YomeciArcade (tentative title)
YomeciArcade is the latest project from the collective YomeciPlay, which consists of Uyen Nguyen, Max Piantoni and Matthew Riley. The Yomeci project began around four years ago as You, Me & the City, when Nguyen began exploring the “playful potential of sounds in animation, games and interactive media.” She “sound walked” around Melbourne’s CBD, recording sounds and reimagining them as “heartfelt animated stories.”
Riley and Piantoni then joined the team, collaborating with Nguyen to create a pervasive mobile game app called Yomeciland. It allows players to record sounds and create their own “digital ecology” of animated creatures on their phone. Yomeci has since evolved into multiple, ongoing projects. It has taken the form of two gallery installations. One was commissioned by Bunjil Place in 2019. Another, You, Me, Things, is travelling across Australia as part of the Experimenta Life Forms exhibition. These installations use participants’ voices and other sounds they make – stomping, finger snapping, laughing, clapping – to create creatures using sound recognition software.
The team also created You Me Sings, a web application that allowed people to create Yomeci creatures during lockdown, and YomeciBand, their first collaboration with the Future Play Lab for its “playful parklet.” YomeciBand involved chalk drawings of Yomeci creatures on the pavement, which then produced sounds – covertly created by the team hidden nearby using a synth keyboard – as passers-by hopped, stepped, skipped, or danced on them.
YomeciArcade will also be situated on the pavement, but with a higher-tech approach than YomeciBand. Instead of an arcade cabinet, though, it will be housed in a virtual hole in the ground, surrounded by a slightly raised platform with artificial grass. Players interact by looking down and stomping on six buttons that surround the hole, taking them further and further into a subterranean world inhabited by Yomeci creatures. “We wanted to make an arcade that is on the ground and not a conventional set-up that you would expect from an arcade machine,” Nguyen says. “It ticked all of the unconventional boxes in our head.”

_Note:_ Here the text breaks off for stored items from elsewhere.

//! Interactive terminal prompts for the cost gate and hedge fallback.
//!
//! Both prompts read one line from stdin. They run inside async contexts,
//! so the blocking read happens on a blocking worker thread. Hosts running
//! non-interactively never reach these prompts - the cost gate and hedge
//! manager auto-approve first.

use async_trait::async_trait;
use colored::Colorize;
use conclave_application::{ConsentDecision, ConsentPort, FallbackDecision, FallbackPort};
use conclave_domain::{Agent, CostEstimate};
use std::io::{self, Write};

fn read_line_blocking(prompt: String) -> String {
    print!("{}", prompt);
    let _ = io::stdout().flush();
    let mut line = String::new();
    let _ = io::stdin().read_line(&mut line);
    line.trim().to_string()
}

async fn read_line(prompt: String) -> String {
    tokio::task::spawn_blocking(move || read_line_blocking(prompt))
        .await
        .unwrap_or_default()
}

/// Terminal consent prompt for estimated spend.
pub struct InteractiveConsent;

impl InteractiveConsent {
    pub fn new() -> Self {
        Self
    }

    fn display_estimate(estimate: &CostEstimate, agents: &[Agent], rounds: u8) {
        println!();
        println!(
            "{}",
            "═══════════════════════════════════════════════════════════════"
                .yellow()
                .bold()
        );
        println!("{}", "  Estimated consultation cost".yellow().bold());
        println!(
            "{}",
            "═══════════════════════════════════════════════════════════════"
                .yellow()
                .bold()
        );
        println!();
        println!(
            "  {} agents x {} rounds  ~{} input + {} output tokens",
            agents.len(),
            rounds,
            estimate.input_tokens_total,
            estimate.output_tokens_total
        );
        for per_agent in &estimate.per_agent {
            println!(
                "    {} ({})  ${:.4}",
                per_agent.agent.cyan(),
                per_agent.model.dimmed(),
                per_agent.usd
            );
        }
        println!();
        println!("  Total: {}", format!("${:.4}", estimate.usd).bold());
        println!();
    }
}

impl Default for InteractiveConsent {
    fn default() -> Self {
        Self::new()
    }
}

#[async_trait]
impl ConsentPort for InteractiveConsent {
    async fn request_consent(
        &self,
        estimate: &CostEstimate,
        agents: &[Agent],
        rounds: u8,
    ) -> ConsentDecision {
        Self::display_estimate(estimate, agents, rounds);
        loop {
            let answer = read_line(format!(
                "Proceed? [{}]es / [{}]o / [{}]lways allow under a new threshold: ",
                "y".green().bold(),
                "n".red().bold(),
                "a".cyan().bold()
            ))
            .await;

            match answer.to_lowercase().as_str() {
                "y" | "yes" => return ConsentDecision::Approved,
                "n" | "no" | "" => return ConsentDecision::Denied,
                "a" | "always" => {
                    let raw =
                        read_line("New auto-approve threshold in USD (e.g. 1.50): ".into()).await;
                    match raw.parse::<f64>() {
                        Ok(threshold) if threshold > 0.0 => {
                            return ConsentDecision::Always(threshold);
                        }
                        _ => println!("{}", "Please enter a positive number.".red()),
                    }
                }
                _ => println!("{}", "Please answer y, n or a.".red()),
            }
        }
    }
}

/// Terminal prompt confirming a provider fallback after a primary failure.
pub struct InteractiveFallback;

impl InteractiveFallback {
    pub fn new() -> Self {
        Self
    }
}

impl Default for InteractiveFallback {
    fn default() -> Self {
        Self::new()
    }
}

#[async_trait]
impl FallbackPort for InteractiveFallback {
    async fn confirm_fallback(
        &self,
        agent: &Agent,
        primary: &str,
        backup: Option<&str>,
        error: &str,
    ) -> FallbackDecision {
        println!();
        println!(
            "{} {} via {} failed: {}",
            "!".red().bold(),
            agent.name.bold(),
            primary,
            error.dimmed()
        );
        let Some(backup) = backup else {
            println!("  No healthy backup provider available.");
            return FallbackDecision::No;
        };

        loop {
            let answer = read_line(format!(
                "Retry on {}? [{}]es / [{}]o (skip this agent) / [{}]ail the consultation: ",
                backup.cyan(),
                "y".green().bold(),
                "n".yellow().bold(),
                "f".red().bold()
            ))
            .await;

            match answer.to_lowercase().as_str() {
                "y" | "yes" | "" => return FallbackDecision::Yes,
                "n" | "no" => return FallbackDecision::No,
                "f" | "fail" => return FallbackDecision::Fail,
                _ => println!("{}", "Please answer y, n or f.".red()),
            }
        }
    }
}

She describes YomeciArcade – which may be renamed You, Me, Hole – as “a musical toy.” There will be different levels or “layers” of the game inspired by musical instruments, like drums, string instruments, and xylophones. Nguyen explains that the project was inspired by Piantoni’s idea of a hole in the ground where all the layers – grass, dirt, worms, water pipes – are “stacking and sticking together.” They evolved this idea so “through your feet stomping you’d be knocking on [the Yomeci creatures’] door and they would clear their way for you to go down.”
Other aspects of the game – including its ending – have yet to be decided. The team’s main challenge has simply been creating “a fun game to play.” They tried out five different iterations before settling on their current approach.
Another major consideration with YomeciArcade – perhaps moreso than the other projects – is accessibility, since players use their feet to play the game. Nguyen says the team are exploring ways to accommodate people with different physical capabilities, injuries, and disabilities. “I don’t want it to require too much energy from the player. This being a musical instrument or toy, you could play it in your own way, it doesn’t have the right way to do it or the better way to do it.”
Dale Leorke is an embedded ethnographer in the Future Play Lab.